Damage control for the system’s victims
I WORK as a psychologist in a large HIV medical clinic in upper Manhattan. Yesterday did not particularly stand out from others; at best, I feel like I'm doing damage control for people who have been screwed over at every turn by "the system."
First, Shondra, a woman with post-traumatic stress disorder resulting from severe childhood abuse, as well as multiple HIV-related medical problems. Her only son, 19 years old, is in prison for a nonviolent drug-related offense and is being tormented there because he is "feminine." She misses him terribly and wishes she was there to protect him.
She comes into my office breathing a sigh of relief after the 90 degree-plus heat outside. She has air conditioning, but has resisted "cutting it on" in the current hot-soupy heat wave because if she has to pay the extra electric, she won't have enough for food.
"It's getting worse and worse," she tells me. "Nobody can make their food stamps stretch to the end of the month. But who I really feel for is my sister."

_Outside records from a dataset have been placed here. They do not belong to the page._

//! SkillForge Core Library
//!
//! Self-healing synthesis of skill modules: prompt composition, one LLM
//! call, code extraction, ablation-gated repair, validation, persistence
//! and an unconditional experiment log.

pub mod config;
pub mod contract;
pub mod domain;
pub mod extract;
pub mod metrics;
pub mod obs;
pub mod persist;
pub mod prompt;
pub mod python;
pub mod repair;
pub mod synthesize;
pub mod telemetry;

pub use config::SynthConfig;

pub use domain::{
    AblationTier, FixCounters, GenerationAttempt, ModelProfile, Result, SynthError,
    SynthesisOptions,
};

pub use extract::extract_code;
pub use persist::{ArtifactWriter, ProvenanceHeader};
pub use prompt::{compose_prompt, ComposedPrompt, Strategy};
pub use python::{first_syntax_error, is_valid, validate_syntax, SyntaxIssue, SyntaxVerdict};

pub use repair::{
    HeuristicSyntaxRepair, LogicChecker, LogicDiagnostic, LogicIssue, LogicRepair, LogicVerdict,
    PassOutcome, PassRecord, PassStatus, RepairPipeline, RepairReport, RuleBasedLogicRepair,
    StaticLogicLinter, StructuralPass, SyntaxRepair,
};

pub use synthesize::{SynthesisOutcome, Synthesizer};

pub use metrics::METRICS;
pub use obs::{
    emit_attempt_finished, emit_attempt_started, emit_log_error, emit_persisted, emit_repaired,
    AttemptSpan,
};
pub use telemetry::init_tracing;

/// SkillForge version
pub const VERSION: &str = env!("CARGO_PKG_VERSION");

She relates that her younger sister, whose 5-year-old son is developmentally disabled and in need of extra care, took a part-time summer job at the library (minimum wage, no benefits) to help make ends meet; her Medicaid and public assistance benefits were promptly terminated.
"Now, all she has is the SSI for her son," Shondra says. "It's not enough to pay the rent and buy food. Now they're telling her that she can't get the benefits back unless she hasn't been working for 12 months, but if she quits the job now, how can she live for the next 12 months?"

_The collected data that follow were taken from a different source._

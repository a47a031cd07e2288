//! Tracing initialisation for SkillForge binaries.
//!
//! Filter precedence: `SKILLFORGE_LOG`, then `RUST_LOG`, then the level
//! passed by the caller. Only the first call per process takes effect.

use tracing::Level;
use tracing_subscriber::layer::SubscriberExt;
use tracing_subscriber::util::SubscriberInitExt;
use tracing_subscriber::{fmt, EnvFilter};

/// Environment variable consulted before `RUST_LOG`.
pub const LOG_ENV: &str = "SKILLFORGE_LOG";

fn env_filter(level: Level) -> EnvFilter {
    EnvFilter::try_from_env(LOG_ENV)
        .or_else(|_| EnvFilter::try_from_default_env())
        .unwrap_or_else(|_| EnvFilter::new(level.as_str()))
}

/// Install the global subscriber.
///
/// * `json`: emit newline-delimited JSON instead of human-readable lines.
/// * `level`: verbosity when neither filter variable is set.
pub fn init_tracing(json: bool, level: Level) {
    let registry = tracing_subscriber::registry().with(env_filter(level));
    if json {
        registry
            .with(fmt::layer().with_target(false).json().with_writer(std::io::stderr))
            .try_init()
            .ok();
    } else {
        registry
            .with(fmt::layer().with_target(false).with_writer(std::io::stderr))
            .try_init()
            .ok();
    }
}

Shondra's plan: since she has HIV, she can apply for food pantry services of a bit better quality than the usual ones (which hand out substandard food after sometimes hours of waiting in the hot sun). "I'll just apply for all the ones I can and go around and get all the food, and give it to my sister," she says. "And my cousin, too, he's having a bad time." I ask if this will interfere with her GED prep classes this summer. "Yes," she says, "but they have to eat."
And the day goes on, with story after story. This is not what I was taught to think of as psychotherapy; it's damage control--shoring up the ruins of what was once a semi-functional system. We go online to figure out hours, locations and enrollment requirements for food pantries; I let her know what I've heard from other patients about food quality and wait time.

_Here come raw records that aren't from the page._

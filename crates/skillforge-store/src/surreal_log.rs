//! SurrealDB-backed ExperimentLog implementation

use async_trait::async_trait;
use surrealdb::engine::any::Any;
use surrealdb::Surreal;
use tracing::{debug, info};

use crate::error::StorageError;
use crate::migrations;
use crate::schema::ExperimentRecord;
use crate::storage_traits::{ExperimentLog, StorageResult};

const NAMESPACE: &str = "skillforge";
const DATABASE: &str = "experiments";

/// SurrealDB-backed implementation of [`ExperimentLog`].
pub struct SurrealExperimentLog {
    db: Surreal<Any>,
}

impl SurrealExperimentLog {
    /// Create an in-memory instance for testing.
    ///
    /// Connects to `mem://`, selects `skillforge/experiments`, and runs `init_schema`.
    pub async fn in_memory() -> StorageResult<Self> {
        Self::connect("mem://").await
    }

    /// Connect to any SurrealDB endpoint (`mem://`, `surrealkv://path`, `ws://host`).
    pub async fn connect(url: &str) -> StorageResult<Self> {
        let db = surrealdb::engine::any::connect(url)
            .await
            .map_err(|e| StorageError::Connection(format!("Failed to connect to {}: {}", url, e)))?;

        db.use_ns(NAMESPACE)
            .use_db(DATABASE)
            .await
            .map_err(|e| StorageError::Connection(e.to_string()))?;

        migrations::init_schema(&db).await?;
        info!("SurrealExperimentLog connected ({})", url);
        Ok(Self { db })
    }

    /// Connect using `SURREALDB_URL`, if set.
    pub async fn from_env() -> StorageResult<Option<Self>> {
        match std::env::var("SURREALDB_URL") {
            Ok(url) if !url.trim().is_empty() => Ok(Some(Self::connect(url.trim()).await?)),
            _ => Ok(None),
        }
    }

    async fn select(&self, skill_id: Option<&str>) -> StorageResult<Vec<ExperimentRecord>> {
        let mut res = match skill_id {
            Some(id) => self
                .db
                .query("SELECT * OMIT id FROM experiment_log WHERE skill_id = $sid")
                .bind(("sid", id.to_string()))
                .await
                .map_err(|e| StorageError::Backend(e.to_string()))?,
            None => self
                .db
                .query("SELECT * OMIT id FROM experiment_log")
                .await
                .map_err(|e| StorageError::Backend(e.to_string()))?,
        };

        let mut rows: Vec<ExperimentRecord> = res
            .take(0)
            .map_err(|e| StorageError::Backend(e.to_string()))?;
        // Record ids carry no insertion order; RFC 3339 strings do not sort reliably either.
        rows.sort_by_key(|r| r.start_time);
        Ok(rows)
    }
}

#[async_trait]
impl ExperimentLog for SurrealExperimentLog {
    async fn append(&self, record: &ExperimentRecord) -> StorageResult<()> {
        debug!(record_id = %record.record_id, skill_id = %record.skill_id, "appending experiment record");

        self.db
            .query("CREATE experiment_log CONTENT $record")
            .bind(("record", record.clone()))
            .await
            .map_err(|e| StorageError::Backend(e.to_string()))?
            .check()
            .map_err(|e| StorageError::Backend(e.to_string()))?;

        Ok(())
    }

    async fn entries(&self) -> StorageResult<Vec<ExperimentRecord>> {
        self.select(None).await
    }

    async fn entries_for(&self, skill_id: &str) -> StorageResult<Vec<ExperimentRecord>> {
        self.select(Some(skill_id)).await
    }
}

I have heard many people, including my own colleagues, accuse those like Shondra of "working the system." Frankly, I want to strangle them, but I try to remember Eugene Debs' exemplary acceptance that we are all prisoners, to some degree, of false consciousness.
As our patients have their benefits cut, have higher co-payments for needed medication, the staff feel increasingly helpless--and then angry and burnt out--at their inability to meet patient needs, so they fall into the age-old "blame the victim" trap.
Resisting the temptation to give her a copy of the current Socialist Worker with its current "How Bad Will It Get" and "While the World Goes Hungry" cover stories (I do need to keep my job, I remind myself; without it, my own family would have no medical care or steady income), I ask her, "So what do you think it would take to change this system? To make it better for everyone?" She replies: "I have no idea. I'm too busy just trying to survive."
I wish I could tell you that we went on to talk about the power of mass organization, of fightback, but we did not. I ended the day, as I do most, feeling frustrated and beaten down by how very little help I can offer as a therapist--and even more convinced of the dire necessity of struggling to overthrow this barbaric system and fighting for a socialist world.